Going through the entries below, count each line that holds "address" and give only the total.

[Data excerpts]

=== Section Start ===

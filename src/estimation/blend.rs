//! Priority-tiered blend of the live and historical signals.

use crate::domain::PredictionResult;
use crate::estimation::historical::{HistoricalSignal, round_minutes};
use crate::estimation::live::LiveSignal;

/// A signal above this weight is trusted on its own.
pub const EXCLUSIVE_WEIGHT: f64 = 0.5;
pub const CONFIDENCE_FLOOR: f64 = 0.3;
pub const CONFIDENCE_PER_WEIGHT: f64 = 0.5;
pub const CONFIDENCE_CEILING: f64 = 0.95;

pub fn blend(
    live: &LiveSignal,
    historical: &HistoricalSignal,
    service_time_minutes: f64,
) -> PredictionResult {
    let total_weight = live.weight + historical.weight;
    if total_weight <= 0.0 {
        return PredictionResult::NO_SIGNAL;
    }

    let (queue_size, estimated_wait) = if live.weight > EXCLUSIVE_WEIGHT {
        (live.queue_size, live.queue_size * service_time_minutes)
    } else if historical.weight > EXCLUSIVE_WEIGHT {
        (historical.average_queue, historical.average_wait)
    } else {
        let live_norm = live.weight / total_weight;
        let hist_norm = historical.weight / total_weight;
        // Service time scales only the live term; the historical average is
        // already expressed in minutes.
        (
            live.queue_size * live_norm + historical.average_queue * hist_norm,
            live.queue_size * service_time_minutes * live_norm
                + historical.average_wait * hist_norm,
        )
    };

    let confidence =
        (CONFIDENCE_FLOOR + total_weight * CONFIDENCE_PER_WEIGHT).min(CONFIDENCE_CEILING);

    PredictionResult {
        estimated_wait_time: round_minutes(estimated_wait),
        confidence: (confidence * 100.0).round() / 100.0,
        trend: live.trend,
        current_queue_size: round_minutes(queue_size),
    }
}
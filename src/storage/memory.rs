//! In-memory store used by the server binary and by tests.
//!
//! Every write happens under a single `RwLock` write guard, which also makes
//! bucket folds atomic per key.

use crate::domain::{
    Checkin, DEFAULT_SERVICE_TIME_MINUTES, Location, LocationId, LocationType, LocationTypeId,
    NewCheckin, NewLocation, NewLocationType, Prediction, PredictionResult, SlotKey, SlotUpdate,
    TimeSlot,
};
use crate::estimation::historical::{self, SlotObservation};
use crate::storage::{DEVICE_HISTORY_LIMIT, QueueStore, StorageError, StorageResult};
use async_trait::async_trait;
use std::collections::HashMap;
use std::sync::{Arc, RwLock, RwLockReadGuard, RwLockWriteGuard};
use time::{Duration, OffsetDateTime};
use uuid::Uuid;

#[derive(Debug, Clone, Default)]
pub struct MemoryStore {
    data: Arc<RwLock<MemoryData>>,
}

#[derive(Debug)]
struct MemoryData {
    location_types: Vec<LocationType>,
    locations: Vec<Location>,
    checkins: Vec<Checkin>,
    time_slots: HashMap<SlotKey, TimeSlot>,
    predictions: Vec<Prediction>,
    available: bool,
}

impl Default for MemoryData {
    fn default() -> Self {
        Self {
            location_types: Vec::new(),
            locations: Vec::new(),
            checkins: Vec::new(),
            time_slots: HashMap::new(),
            predictions: Vec::new(),
            available: true,
        }
    }
}

impl MemoryData {
    fn has_location(&self, id: LocationId) -> bool {
        self.locations.iter().any(|l| l.id == id)
    }

    fn write_slot(&mut self, key: SlotKey, update: SlotUpdate, now: OffsetDateTime) -> TimeSlot {
        let slot = self.time_slots.entry(key).or_insert_with(|| TimeSlot {
            id: Uuid::new_v4(),
            location_id: key.location_id,
            day_of_week: key.day_of_week,
            hour: key.hour,
            average_wait_time: 0.0,
            average_people_count: 0.0,
            sample_count: 0,
            updated_at: now,
        });
        slot.average_wait_time = update.average_wait_time;
        slot.average_people_count = update.average_people_count;
        slot.sample_count = update.sample_count;
        slot.updated_at = now;
        slot.clone()
    }
}

impl MemoryStore {
    pub fn new() -> Self {
        Self::default()
    }

    /// Makes every subsequent call fail with [`StorageError::Unavailable`]
    /// until availability is restored.
    pub fn set_available(&self, available: bool) -> StorageResult<()> {
        let mut data = self.data.write().map_err(|_| StorageError::Lock)?;
        data.available = available;
        Ok(())
    }

    /// Inserts a check-in as-is, bypassing admission control.
    pub fn insert_checkin(&self, checkin: Checkin) -> StorageResult<()> {
        let mut data = self.write()?;
        if !data.has_location(checkin.location_id) {
            return Err(StorageError::UnknownLocation(checkin.location_id));
        }
        data.checkins.push(checkin);
        Ok(())
    }

    fn read(&self) -> StorageResult<RwLockReadGuard<'_, MemoryData>> {
        let guard = self.data.read().map_err(|_| StorageError::Lock)?;
        if !guard.available {
            return Err(StorageError::Unavailable(
                "in-memory store marked unavailable".to_string(),
            ));
        }
        Ok(guard)
    }

    fn write(&self) -> StorageResult<RwLockWriteGuard<'_, MemoryData>> {
        let guard = self.data.write().map_err(|_| StorageError::Lock)?;
        if !guard.available {
            return Err(StorageError::Unavailable(
                "in-memory store marked unavailable".to_string(),
            ));
        }
        Ok(guard)
    }
}

fn newest_first(mut checkins: Vec<Checkin>) -> Vec<Checkin> {
    // Input is in insertion order; reversing first keeps later inserts ahead on ties.
    checkins.reverse();
    checkins.sort_by(|a, b| b.created_at.cmp(&a.created_at));
    checkins
}

#[async_trait]
impl QueueStore for MemoryStore {
    async fn list_location_types(&self) -> StorageResult<Vec<LocationType>> {
        Ok(self.read()?.location_types.clone())
    }

    async fn create_location_type(
        &self,
        new: NewLocationType,
        now: OffsetDateTime,
    ) -> StorageResult<LocationType> {
        let mut data = self.write()?;
        let location_type = LocationType {
            id: Uuid::new_v4(),
            name: new.name,
            icon: new.icon,
            created_at: now,
        };
        data.location_types.push(location_type.clone());
        Ok(location_type)
    }

    async fn list_locations(
        &self,
        type_id: Option<LocationTypeId>,
    ) -> StorageResult<Vec<Location>> {
        let data = self.read()?;
        Ok(data
            .locations
            .iter()
            .filter(|l| l.is_active)
            .filter(|l| type_id.is_none_or(|id| l.type_id == id))
            .cloned()
            .collect())
    }

    async fn get_location(&self, id: LocationId) -> StorageResult<Option<Location>> {
        let data = self.read()?;
        Ok(data.locations.iter().find(|l| l.id == id).cloned())
    }

    async fn create_location(
        &self,
        new: NewLocation,
        now: OffsetDateTime,
    ) -> StorageResult<Location> {
        let mut data = self.write()?;
        if !data.location_types.iter().any(|t| t.id == new.type_id) {
            return Err(StorageError::UnknownLocationType(new.type_id));
        }
        let location = Location {
            id: Uuid::new_v4(),
            name: new.name,
            address: new.address,
            type_id: new.type_id,
            latitude: new.latitude,
            longitude: new.longitude,
            average_service_time: new
                .average_service_time
                .unwrap_or(DEFAULT_SERVICE_TIME_MINUTES),
            is_active: true,
            created_at: now,
            updated_at: now,
        };
        data.locations.push(location.clone());
        Ok(location)
    }

    async fn get_recent_checkins(
        &self,
        location_id: LocationId,
        window: Duration,
        now: OffsetDateTime,
    ) -> StorageResult<Vec<Checkin>> {
        let since = now - window;
        let data = self.read()?;
        let recent = data
            .checkins
            .iter()
            .filter(|c| c.location_id == location_id && c.created_at >= since)
            .cloned()
            .collect();
        Ok(newest_first(recent))
    }

    async fn device_checkins_since(
        &self,
        device_id: &str,
        location_id: LocationId,
        since: OffsetDateTime,
    ) -> StorageResult<Vec<Checkin>> {
        let data = self.read()?;
        let matching = data
            .checkins
            .iter()
            .filter(|c| {
                c.device_id == device_id && c.location_id == location_id && c.created_at >= since
            })
            .cloned()
            .collect();
        Ok(newest_first(matching))
    }

    async fn get_device_checkins(&self, device_id: &str) -> StorageResult<Vec<Checkin>> {
        let data = self.read()?;
        let matching = data
            .checkins
            .iter()
            .filter(|c| c.device_id == device_id)
            .cloned()
            .collect();
        let mut checkins = newest_first(matching);
        checkins.truncate(DEVICE_HISTORY_LIMIT);
        Ok(checkins)
    }

    async fn create_checkin(
        &self,
        new: NewCheckin,
        now: OffsetDateTime,
    ) -> StorageResult<Checkin> {
        let mut data = self.write()?;
        if !data.has_location(new.location_id) {
            return Err(StorageError::UnknownLocation(new.location_id));
        }
        let checkin = Checkin {
            id: Uuid::new_v4(),
            location_id: new.location_id,
            device_id: new.device_id,
            people_ahead: new.people_ahead,
            queue_stage: new.queue_stage,
            confidence: 1.0,
            created_at: now,
        };
        data.checkins.push(checkin.clone());
        Ok(checkin)
    }

    async fn get_time_slots(&self, location_id: LocationId) -> StorageResult<Vec<TimeSlot>> {
        let data = self.read()?;
        let mut slots: Vec<TimeSlot> = data
            .time_slots
            .values()
            .filter(|s| s.location_id == location_id)
            .cloned()
            .collect();
        slots.sort_by_key(|s| (s.day_of_week, s.hour));
        Ok(slots)
    }

    async fn get_time_slot(&self, key: SlotKey) -> StorageResult<Option<TimeSlot>> {
        Ok(self.read()?.time_slots.get(&key).cloned())
    }

    async fn upsert_time_slot(
        &self,
        key: SlotKey,
        update: SlotUpdate,
        now: OffsetDateTime,
    ) -> StorageResult<TimeSlot> {
        let mut data = self.write()?;
        if !data.has_location(key.location_id) {
            return Err(StorageError::UnknownLocation(key.location_id));
        }
        Ok(data.write_slot(key, update, now))
    }

    async fn fold_time_slot(
        &self,
        key: SlotKey,
        observation: SlotObservation,
        now: OffsetDateTime,
    ) -> StorageResult<TimeSlot> {
        let mut data = self.write()?;
        if !data.has_location(key.location_id) {
            return Err(StorageError::UnknownLocation(key.location_id));
        }
        let update = historical::fold(data.time_slots.get(&key), observation);
        Ok(data.write_slot(key, update, now))
    }

    async fn create_prediction(
        &self,
        location_id: LocationId,
        result: &PredictionResult,
        now: OffsetDateTime,
    ) -> StorageResult<Prediction> {
        let mut data = self.write()?;
        if !data.has_location(location_id) {
            return Err(StorageError::UnknownLocation(location_id));
        }
        let prediction = Prediction {
            id: Uuid::new_v4(),
            location_id,
            estimated_wait_time: result.estimated_wait_time,
            confidence: result.confidence,
            trend: result.trend,
            current_queue_size: result.current_queue_size,
            created_at: now,
        };
        data.predictions.push(prediction.clone());
        Ok(prediction)
    }

    async fn latest_prediction(
        &self,
        location_id: LocationId,
    ) -> StorageResult<Option<Prediction>> {
        let data = self.read()?;
        // Appended in creation order, so the last match is the newest.
        Ok(data
            .predictions
            .iter()
            .rev()
            .find(|p| p.location_id == location_id)
            .cloned())
    }
}
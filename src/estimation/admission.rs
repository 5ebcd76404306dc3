//! Per-device, per-location check-in cooldown.

use crate::domain::{Checkin, LocationId};
use time::{Duration, OffsetDateTime};

pub const DEFAULT_COOLDOWN: Duration = Duration::minutes(15);

#[derive(Debug, Clone, Copy, PartialEq, Eq)]
pub enum Admission {
    Accepted,
    RateLimited { retry_after: Duration },
}

/// Decides whether `device_id` may check in at `location_id` at `now`.
///
/// `history` may contain unrelated check-ins; only those from the same device
/// at the same location inside the cooldown window count.
pub fn admit(
    history: &[Checkin],
    device_id: &str,
    location_id: LocationId,
    now: OffsetDateTime,
    cooldown: Duration,
) -> Admission {
    let window_start = now - cooldown;
    let latest = history
        .iter()
        .filter(|c| c.device_id == device_id && c.location_id == location_id)
        .filter(|c| c.created_at >= window_start)
        .map(|c| c.created_at)
        .max();

    match latest {
        Some(latest) => Admission::RateLimited {
            retry_after: (latest + cooldown - now).max(Duration::ZERO),
        },
        None => Admission::Accepted,
    }
}
use crate::domain::{Location, PredictionResult, QueueStage};
use serde::{Deserialize, Serialize};
use uuid::Uuid;

#[derive(Debug, Serialize)]
#[serde(rename_all = "snake_case")]
pub struct ErrorResponse {
    pub error_code: ApiErrorCode,
    pub error_message: String,
    #[serde(skip_serializing_if = "Option::is_none")]
    pub retry_after_seconds: Option<i64>,
    pub timestamp: String,
}

#[derive(Debug, Serialize, PartialEq, Eq, Clone, Copy)]
#[serde(rename_all = "SCREAMING_SNAKE_CASE")]
pub enum ApiErrorCode {
    NotFound,
    InvalidRequest,
    RateLimited,
    StorageUnavailable,
    InternalError,
}

#[derive(Debug, Serialize, PartialEq, Eq, Clone, Copy)]
#[serde(rename_all = "lowercase")]
pub enum HealthStatus {
    Ok,
    Ko,
}

#[derive(Debug, Serialize)]
#[serde(rename_all = "snake_case")]
pub struct HealthSuccessResponse {
    pub status: HealthStatus,
    pub timestamp: String,
}

#[derive(Debug, Serialize)]
#[serde(rename_all = "snake_case")]
pub struct QueueStatusResponse {
    pub location: Location,
    #[serde(flatten)]
    pub prediction: PredictionResult,
    pub last_updated: String,
}

#[derive(Debug, Deserialize)]
#[serde(rename_all = "snake_case")]
pub struct CheckinRequest {
    pub location_id: Uuid,
    pub device_id: String,
    pub people_ahead: u32,
    #[serde(default)]
    pub queue_stage: Option<QueueStage>,
}

#[derive(Debug, Deserialize, Default)]
#[serde(rename_all = "snake_case")]
pub struct LocationsQuery {
    pub type_id: Option<Uuid>,
}

#[cfg(test)]
mod tests {
    use super::*;
    use crate::domain::Trend;
    use serde_json::json;
    use time::macros::datetime;

    #[test]
    fn error_response_omits_retry_after_when_none() {
        let response = ErrorResponse {
            error_code: ApiErrorCode::NotFound,
            error_message: "Location not found".to_string(),
            retry_after_seconds: None,
            timestamp: "2026-01-11T12:30:00Z".to_string(),
        };

        let value = serde_json::to_value(response).expect("serialize error response");
        assert_eq!(
            value,
            json!({
                "error_code": "NOT_FOUND",
                "error_message": "Location not found",
                "timestamp": "2026-01-11T12:30:00Z"
            })
        );
    }

    #[test]
    fn rate_limited_response_includes_retry_after() {
        let response = ErrorResponse {
            error_code: ApiErrorCode::RateLimited,
            error_message: "wait".to_string(),
            retry_after_seconds: Some(540),
            timestamp: "2026-01-11T12:31:00Z".to_string(),
        };

        let value = serde_json::to_value(response).expect("serialize error response");
        assert_eq!(value["error_code"], json!("RATE_LIMITED"));
        assert_eq!(value["retry_after_seconds"], json!(540));
    }

    #[test]
    fn queue_status_flattens_prediction_fields() {
        let response = QueueStatusResponse {
            location: Location {
                id: Uuid::nil(),
                name: "Community Clinic".to_string(),
                address: "555 Wellness Way".to_string(),
                type_id: Uuid::nil(),
                latitude: None,
                longitude: None,
                average_service_time: 10,
                is_active: true,
                created_at: datetime!(2026-01-11 08:00 UTC),
                updated_at: datetime!(2026-01-11 08:00 UTC),
            },
            prediction: PredictionResult {
                estimated_wait_time: 40,
                confidence: 0.8,
                trend: Trend::Increasing,
                current_queue_size: 4,
            },
            last_updated: "2026-01-11T12:32:00Z".to_string(),
        };

        let value = serde_json::to_value(response).expect("serialize queue status");
        assert_eq!(value["estimated_wait_time"], json!(40));
        assert_eq!(value["confidence"], json!(0.8));
        assert_eq!(value["trend"], json!("increasing"));
        assert_eq!(value["current_queue_size"], json!(4));
        assert_eq!(value["location"]["created_at"], json!("2026-01-11T08:00:00Z"));
        assert_eq!(value["last_updated"], json!("2026-01-11T12:32:00Z"));
    }

    #[test]
    fn checkin_request_defaults_queue_stage() {
        let request: CheckinRequest = serde_json::from_value(json!({
            "location_id": "00000000-0000-0000-0000-000000000000",
            "device_id": "device-a",
            "people_ahead": 4
        }))
        .expect("deserialize checkin request");

        assert_eq!(request.people_ahead, 4);
        assert_eq!(request.queue_stage, None);
    }

    #[test]
    fn checkin_request_rejects_negative_people_ahead() {
        let result = serde_json::from_value::<CheckinRequest>(json!({
            "location_id": "00000000-0000-0000-0000-000000000000",
            "device_id": "device-a",
            "people_ahead": -1
        }));

        assert!(result.is_err());
    }
}
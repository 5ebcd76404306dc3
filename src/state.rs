use crate::estimation::QueueEngine;
use crate::storage::QueueStore;

/// Shared state handed to every HTTP handler.
#[derive(Debug, Clone)]
pub struct AppState {
    engine: QueueEngine,
}

impl AppState {
    pub fn new(engine: QueueEngine) -> Self {
        Self { engine }
    }

    pub fn engine(&self) -> &QueueEngine {
        &self.engine
    }

    pub fn store(&self) -> &dyn QueueStore {
        self.engine.store()
    }
}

=== Section End ===

**Answer box**:
2